“Sometimes the most angelic thing is simply someone being there when you need them” — The Secret Heart of ‘JD Days Christmas Anthology’ by JD Days

Dear listeners and readers of Soundville, the holiday season often brings reflection, memory, renewal, and sacred music that carries meaning across time. In our conversation with JD Days, we explored how the songs from the album JD Days Christmas Anthology reinterpret the spirit of Christmas through sound and narrative.

JD Days are a UK-based creative collective blending pop-rock, folk, and cinematic visual storytelling. In this interview, they spoke about reinventing Santa for a louder world, discovering connection through instrumental music, and expressing intimacy through small, quiet moments. What started as a collection of songs grew into the cinematic story JD Days Christmas Anthology, exploring belief, attention, and a renewed way of seeing Christmas.

“Here Comes Santa” – What does your Santa look like?

I loved the idea of Santa keeping his soul but updating his energy. Visually, he’s still recognisable — the red, the warmth, the generosity — but he exists in a world that feels louder and more alive. In the video, Santa doesn’t arrive quietly with sleigh bells; he arrives with momentum. Electric guitars felt like the right metaphor for modern belief — that feeling of excitement when something joyful cuts through the noise. It’s still Santa, just tuned to a different frequency.

The bridge videos — planned or discovered?

They were discovered rather than designed. The songs came first, but once I began to place them next to each other, I realised they were asking for breath — moments to reflect, to transition, to let emotion settle. The bridge pieces emerged organically during that process. In a way, they helped me understand the anthology itself. They’re not fillers; they’re connective tissue — small emotional chapters that give the whole story coherence.
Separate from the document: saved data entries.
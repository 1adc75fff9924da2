//! Markdown receipts for single-question runs. Rendering to an image is left
//! to external tools.

use std::path::{Path, PathBuf};

use anyhow::Result;
use chrono::NaiveDateTime;

use crate::messages::{RECEIPT_FOOTER, STORE_NAME};
use crate::text_utils::clean_response;

pub fn receipt_number(issued_at: NaiveDateTime) -> String {
    issued_at.format("%Y%m%d%H%M%S").to_string()
}

/// Wraps an answer in the store header and footer.
pub fn build_receipt(answer: &str, issued_at: NaiveDateTime) -> String {
    format!(
        "# {STORE_NAME} - Receipt #{}\n\n**Date:** {}\n\n{}\n\n---\n\n{RECEIPT_FOOTER}\n",
        receipt_number(issued_at),
        issued_at.format("%Y-%m-%d %H:%M:%S"),
        clean_response(answer)
    )
}

/// Writes `receipt_<number>.md` into `dir` and returns its path.
pub async fn save_receipt(dir: &Path, receipt: &str, issued_at: NaiveDateTime) -> Result<PathBuf> {
    let path = dir.join(format!("receipt_{}.md", receipt_number(issued_at)));
    tokio::fs::write(&path, receipt).await?;
    tracing::info!(path = %path.display(), "Saved receipt");
    Ok(path)
}
use serde::Deserialize;
use tracing::{debug, instrument};

use super::HandlerContext;
use crate::ai::common::complete_json;
use crate::ai::prompts::price_prompt;
use crate::ai::ReasoningClient;
use crate::bill::{price_requested, RequestedItem};
use crate::catalog::Catalog;
use crate::error::HandlerError;
use crate::messages;

/// Models answer with bare names or with name/quantity/unit objects.
#[derive(Deserialize)]
#[serde(untagged)]
enum PriceEntry {
    Name(String),
    Item(RequestedItem),
}

impl From<PriceEntry> for RequestedItem {
    fn from(entry: PriceEntry) -> Self {
        match entry {
            PriceEntry::Name(name) => RequestedItem::named(&name),
            PriceEntry::Item(item) => item,
        }
    }
}

#[derive(Deserialize)]
struct PriceJson {
    #[serde(default)]
    items: Vec<PriceEntry>,
}

/// States the unit price of each item. Converts only when an amount was
/// asked for, e.g. `500 g` of an item sold per `200 gm`.
pub fn format_prices(catalog: &Catalog, requested: &[RequestedItem]) -> String {
    let mut listed: Vec<&str> = Vec::new();
    let mut lines = Vec::new();
    for entry in requested {
        let Some(item) = catalog.find(&entry.name) else {
            lines.push(messages::not_in_catalog(entry.name.trim()));
            continue;
        };
        let price = messages::price_line(&item.name, &item.price_label());
        if !entry.wants_amount() {
            if !listed.contains(&item.name.as_str()) {
                listed.push(&item.name);
                lines.push(price);
            }
            continue;
        }
        match price_requested(item, entry) {
            Ok(line) => lines.push(messages::priced_amount(
                &price,
                &line.quantity_label(),
                &line.amount.display(&item.currency),
            )),
            Err(skip) => {
                lines.push(price);
                lines.push(skip.describe());
            }
        }
    }
    lines.join("\n")
}

#[instrument(level = "trace", skip(ctx))]
pub async fn answer_price_query<C>(
    ctx: &HandlerContext<'_, C>,
    question: &str,
) -> Result<String, HandlerError>
where
    C: ReasoningClient + ?Sized,
{
    let reply: PriceJson =
        complete_json(ctx.client, &price_prompt(ctx.catalog_json), question).await?;
    let requested: Vec<RequestedItem> = reply
        .items
        .into_iter()
        .map(RequestedItem::from)
        .filter(|r| !r.name.trim().is_empty())
        .collect();
    debug!(?requested, "Price query items");
    if requested.is_empty() {
        return Err(HandlerError::Unusable("no items named in price query".into()));
    }
    Ok(format_prices(ctx.catalog, &requested))
}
Research and animated worlds — did you travel to snowy New York?

Not physically, no — but emotionally and visually, absolutely. Research for me meant observation: films, photographs, memories, sounds. Snowy New York exists in our collective imagination as much as it does geographically. I wanted to capture the feeling of being there — the loneliness, the romance, the sense of scale — rather than documentary accuracy. Animation allows you to distil reality into something truer than literal realism.

Did you write songs for specific holiday moments?
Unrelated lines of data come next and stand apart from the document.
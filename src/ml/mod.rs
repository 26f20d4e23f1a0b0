// ============================================================
// Layer 5 - ML / Training Layer (Burn)
// ============================================================
// Everything that touches Burn tensors and autodiff lives
// here or in data::batcher:
//
//   model.rs      - the configurable MLP (Dense layers, Tanh,
//                   Softmax) and its cross-entropy cost
//
//   optimizer.rs  - fixed-rate steepest descent on top of
//                   Burn's plain Sgd
//
//   main_loop.rs  - the epoch loop: forward, backward,
//                   update, then the extension hooks
//
//   extensions.rs - FinishAfter, DataStreamMonitoring,
//                   Checkpointing, MetricsLogging, Printing
//
// Reference: Burn Book §3 (Building Blocks)
//            Burn Book §5 (Training)

/// Multilayer perceptron and its classification output
pub mod model;

/// Steepest descent step rule
pub mod optimizer;

/// The training main loop
pub mod main_loop;

/// Hooks run at the main loop's boundaries
pub mod extensions;

/// Backend used for training. NdArray on the CPU by default,
/// wgpu when built with `--features wgpu`.
#[cfg(not(feature = "wgpu"))]
pub type TrainBackend = burn::backend::Autodiff<burn::backend::NdArray>;

#[cfg(feature = "wgpu")]
pub type TrainBackend = burn::backend::Autodiff<burn::backend::Wgpu>;
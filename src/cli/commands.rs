// ============================================================
// Layer 1 - CLI Arguments
// ============================================================
// Flags of the single `mnist-mlp` command. The positional
// argument and --num-epochs match the classic script:
//
//   mnist-mlp [SAVE_TO] [--num-epochs N]
//
// Everything else has the same default as TrainConfig.
//
// Reference: Rust Book §12 (Building a CLI Program)

use std::path::PathBuf;

use clap::Args;

use crate::application::train_use_case::TrainConfig;

/// All arguments for a training run.
#[derive(Args, Debug)]
pub struct TrainArgs {
    /// Destination of the checkpoint file
    #[arg(default_value = "mnist.pkl")]
    pub save_to: PathBuf,

    /// Number of epochs to perform
    #[arg(long, default_value_t = 2)]
    pub num_epochs: usize,

    /// Fixed step size of steepest descent
    #[arg(long, default_value_t = 0.1)]
    pub learning_rate: f64,

    /// Training examples per update
    #[arg(long, default_value_t = 50)]
    pub batch_size: usize,

    /// Test examples per evaluation batch
    #[arg(long, default_value_t = 500)]
    pub eval_batch_size: usize,

    /// Units in the tanh hidden layer
    #[arg(long, default_value_t = 100)]
    pub hidden_width: usize,

    /// Seed for the weight initialisation
    #[arg(long, default_value_t = 1)]
    pub seed: u64,

    /// Write the checkpoint every N epochs (always at the last one)
    #[arg(long, default_value_t = 1)]
    pub checkpoint_every: usize,

    /// Also append per-epoch metrics to this CSV file
    #[arg(long)]
    pub metrics_csv: Option<PathBuf>,

    /// Continue from SAVE_TO if it exists
    #[arg(long)]
    pub resume: bool,
}

/// The application layer never sees clap types.
impl From<TrainArgs> for TrainConfig {
    fn from(a: TrainArgs) -> Self {
        TrainConfig {
            save_to:          a.save_to,
            num_epochs:       a.num_epochs,
            hidden_width:     a.hidden_width,
            learning_rate:    a.learning_rate,
            batch_size:       a.batch_size,
            eval_batch_size:  a.eval_batch_size,
            seed:             a.seed,
            checkpoint_every: a.checkpoint_every,
            metrics_csv:      a.metrics_csv,
            resume:           a.resume,
            ..TrainConfig::default()
        }
    }
}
Yes — but I also wanted to leave space. Some songs naturally leaned toward certain moments: quiet nights, long drives, reflective hours. Others are more communal — songs for rooms full of people. But I didn’t want to prescribe usage too tightly. Christmas is personal. The same song can mean different things to different people, and that openness felt important.
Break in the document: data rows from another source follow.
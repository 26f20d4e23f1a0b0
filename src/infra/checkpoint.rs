// ============================================================
// Layer 6 - Checkpoint Manager
// ============================================================
// Saves and restores a training run as ONE file at `save_to`.
//
// What goes into a checkpoint:
//   1. model   - every Dense weight and bias (MlpRecord)
//   2. state   - TrainingState as JSON (epochs, iterations,
//                per-epoch log, best values)
//   3. config  - TrainConfig as JSON, so a resumed run can
//                check it rebuilds the same architecture
//
// Encoding: Burn's NamedMpkBytesRecorder at full precision.
// The bytes are produced in memory, written to a sibling
// `<save_to>.tmp` and renamed over `save_to`, so a crash
// mid-write never leaves a truncated checkpoint behind.
// Same model + state + config → same bytes.
//
// Reference: Burn Book §5 (Records and Checkpointing)

use std::{
    ffi::OsString,
    fs,
    path::{Path, PathBuf},
};

use burn::{
    prelude::*,
    record::{FullPrecisionSettings, NamedMpkBytesRecorder, Record, Recorder},
};

use crate::application::train_use_case::TrainConfig;
use crate::domain::{
    error::{Result, TrainError},
    state::TrainingState,
};
use crate::ml::model::{Mlp, MlpRecord};

/// On-disk layout of a checkpoint.
#[derive(Record)]
pub struct MainLoopRecord<B: Backend> {
    pub model:  MlpRecord<B>,
    pub state:  String,
    pub config: String,
}

/// A decoded checkpoint with its weights already loaded into a model.
#[derive(Debug)]
pub struct LoadedCheckpoint<B: Backend> {
    pub model:  Mlp<B>,
    pub state:  TrainingState,
    pub config: TrainConfig,
}

type CheckpointRecorder = NamedMpkBytesRecorder<FullPrecisionSettings>;

pub struct CheckpointManager {
    /// Exactly the file the user asked for; no extension is added.
    path: PathBuf,
}

impl CheckpointManager {
    pub fn new(path: impl Into<PathBuf>) -> Self {
        Self { path: path.into() }
    }

    pub fn path(&self) -> &Path {
        &self.path
    }

    pub fn exists(&self) -> bool {
        self.path.is_file()
    }

    /// Encodes model, state and config and atomically replaces `path`.
    pub fn save<B: Backend>(
        &self,
        model:  &Mlp<B>,
        state:  &TrainingState,
        config: &TrainConfig,
    ) -> Result<()> {
        let record = MainLoopRecord::<B> {
            model:  model.clone().into_record(),
            state:  serde_json::to_string(state)?,
            config: serde_json::to_string(config)?,
        };
        let bytes = Recorder::<B>::record(&CheckpointRecorder::new(), record, ())
            .map_err(|e| TrainError::checkpoint(format!("cannot encode checkpoint: {e}")))?;

        if let Some(dir) = self.path.parent().filter(|d| !d.as_os_str().is_empty()) {
            fs::create_dir_all(dir)?;
        }
        let tmp = self.tmp_path();
        fs::write(&tmp, &bytes)?;
        fs::rename(&tmp, &self.path)?;

        tracing::debug!(
            "Wrote {} bytes to '{}' (epochs_done={})",
            bytes.len(),
            self.path.display(),
            state.epochs_done
        );
        Ok(())
    }

    /// Reads `path` and loads its weights into `template`.
    ///
    /// `template` must have the architecture the checkpoint was trained
    /// with; a mismatch is reported before any weight is touched.
    pub fn load<B: Backend>(
        &self,
        template: Mlp<B>,
        device:   &B::Device,
    ) -> Result<LoadedCheckpoint<B>> {
        let bytes = fs::read(&self.path).map_err(|e| {
            TrainError::checkpoint(format!("cannot read '{}': {e}", self.path.display()))
        })?;
        let record: MainLoopRecord<B> =
            Recorder::<B>::load(&CheckpointRecorder::new(), bytes, device).map_err(|e| {
                TrainError::checkpoint(format!("cannot decode '{}': {e}", self.path.display()))
            })?;

        let state: TrainingState = serde_json::from_str(&record.state)?;
        let config: TrainConfig  = serde_json::from_str(&record.config)?;

        let stored = config.model_config();
        if stored.widths != template.widths() || stored.activations != template.activations() {
            return Err(TrainError::checkpoint(format!(
                "'{}' holds a {:?} network, this run builds {:?}",
                self.path.display(),
                stored.widths,
                template.widths()
            )));
        }

        tracing::info!(
            "Loaded checkpoint '{}' at epoch {} ({} iterations)",
            self.path.display(),
            state.epochs_done,
            state.iterations_done
        );
        Ok(LoadedCheckpoint {
            model: template.load_record(record.model),
            state,
            config,
        })
    }

    fn tmp_path(&self) -> PathBuf {
        let mut name = OsString::from(self.path.as_os_str());
        name.push(".tmp");
        PathBuf::from(name)
    }
}

// ─── Unit Tests ───────────────────────────────────────────────────────────────
#[cfg(test)]
mod tests {
    use super::*;
    use crate::ml::model::{Activation, MlpConfig};
    use burn::backend::NdArray;

    type TestBackend = NdArray;

    fn config() -> TrainConfig {
        TrainConfig {
            hidden_width: 3,
            ..TrainConfig::default()
        }
    }

    fn model(seed: u64) -> Mlp<TestBackend> {
        config()
            .model_config()
            .init(seed, &Default::default())
            .unwrap()
    }

    fn state() -> TrainingState {
        let mut state = TrainingState::new();
        state.iterations_done = 1000;
        state.finish_epoch();
        state.record_train_cost(0.42);
        state.record_metric("test_error_rate", 0.1);
        state
    }

    #[test]
    fn save_writes_exactly_the_requested_path() {
        let dir = tempfile::tempdir().unwrap();
        let manager = CheckpointManager::new(dir.path().join("mnist.pkl"));
        manager.save(&model(1), &state(), &config()).unwrap();

        let names: Vec<_> = fs::read_dir(dir.path())
            .unwrap()
            .map(|e| e.unwrap().file_name().into_string().unwrap())
            .collect();
        assert_eq!(names, vec!["mnist.pkl"]);
        assert!(manager.exists());
    }

    #[test]
    fn identical_inputs_give_identical_bytes() {
        let dir = tempfile::tempdir().unwrap();
        let manager = CheckpointManager::new(dir.path().join("run.pkl"));
        let (model, state, config) = (model(1), state(), config());

        manager.save(&model, &state, &config).unwrap();
        let first = fs::read(manager.path()).unwrap();
        manager.save(&model, &state, &config).unwrap();
        let second = fs::read(manager.path()).unwrap();

        assert_eq!(first, second);
    }

    #[test]
    fn load_restores_state_config_and_weights() {
        let dir = tempfile::tempdir().unwrap();
        let manager = CheckpointManager::new(dir.path().join("nested/run.pkl"));
        let device = Default::default();
        let saved = model(1);
        manager.save(&saved, &state(), &config()).unwrap();

        let loaded = manager.load(model(2), &device).unwrap();
        assert_eq!(loaded.state, state());
        assert_eq!(loaded.config, config());

        let x = Tensor::<TestBackend, 2>::ones([1, 784], &device);
        let expected: Vec<f32> = saved.forward(x.clone()).into_data().to_vec().unwrap();
        let actual: Vec<f32> = loaded.model.forward(x).into_data().to_vec().unwrap();
        assert_eq!(expected, actual);
    }

    #[test]
    fn missing_file_is_a_checkpoint_error() {
        let dir = tempfile::tempdir().unwrap();
        let manager = CheckpointManager::new(dir.path().join("absent.pkl"));
        let result = manager.load(model(1), &Default::default());
        assert!(matches!(result, Err(TrainError::Checkpoint(_))));
    }

    #[test]
    fn architecture_mismatch_is_rejected() {
        let dir = tempfile::tempdir().unwrap();
        let manager = CheckpointManager::new(dir.path().join("run.pkl"));
        manager.save(&model(1), &state(), &config()).unwrap();

        let wider: Mlp<TestBackend> =
            MlpConfig::new(vec![784, 5, 10], vec![Activation::Tanh, Activation::Softmax])
                .init(1, &Default::default())
                .unwrap();
        let err = manager.load(wider, &Default::default()).unwrap_err();
        assert!(err.to_string().contains("[784, 3, 10]"));
    }
}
Why an instrumental “Evergreen Christmas”?

Removing lyrics changes the centre of gravity of a song. Suddenly, the listener brings their own story instead of following mine. With Evergreen Christmas, the melody and harmony carried enough emotional weight to stand alone. Details in the arrangement — small movements, textures — become more visible without the vocal leading the way. It felt like the right piece to close the project quietly, almost like end credits.

“Angel Woman” — how did you show the angelic?

I deliberately avoided literal wings or halos. The angelic quality in that song is about presence rather than spectacle — calm, grace, reassurance. Visually, it’s shown through light, movement, and stillness. Sometimes the most angelic thing is simply someone being there when you need them. I wanted that sense of quiet strength rather than fantasy imagery.

A perfect film moment for these songs?

Evergreen Christmas belongs to a reflective montage — someone walking alone at night, city lights blurred by snow, memories flickering in and out.

All You Need Is Love is the opposite: a final scene where everyone converges — not perfectly, but honestly. It’s the song you play when the story resolves not because everything is fixed, but because connection remains.

Covers — reinterpret or preserve?

Both. A cover has to honour memory while offering perspective. With Happy Xmas (War Is Over) and All You Need Is Love, I wanted people to recognise the emotional DNA immediately — but then feel that it was being spoken in a new voice. You don’t replace a classic; you have a conversation with it.

The narrator — why that voice?

The narrator needed warmth without sentimentality. Authority without distance. I wanted a voice that felt like someone guiding you gently, not instructing you. We listened to several options, but when we heard this voice, it was immediate. Narration shapes how a story breathes — and this one allowed the anthology to feel cohesive rather than episodic.

The biggest surprise?

How emotional some of the animation became. There were moments where visuals unlocked something in the music that I hadn’t fully felt before. When you work at this scale, you expect technical challenges — but the real surprise was emotional. The project ended up being more intimate than I planned, and that’s something I’m grateful for.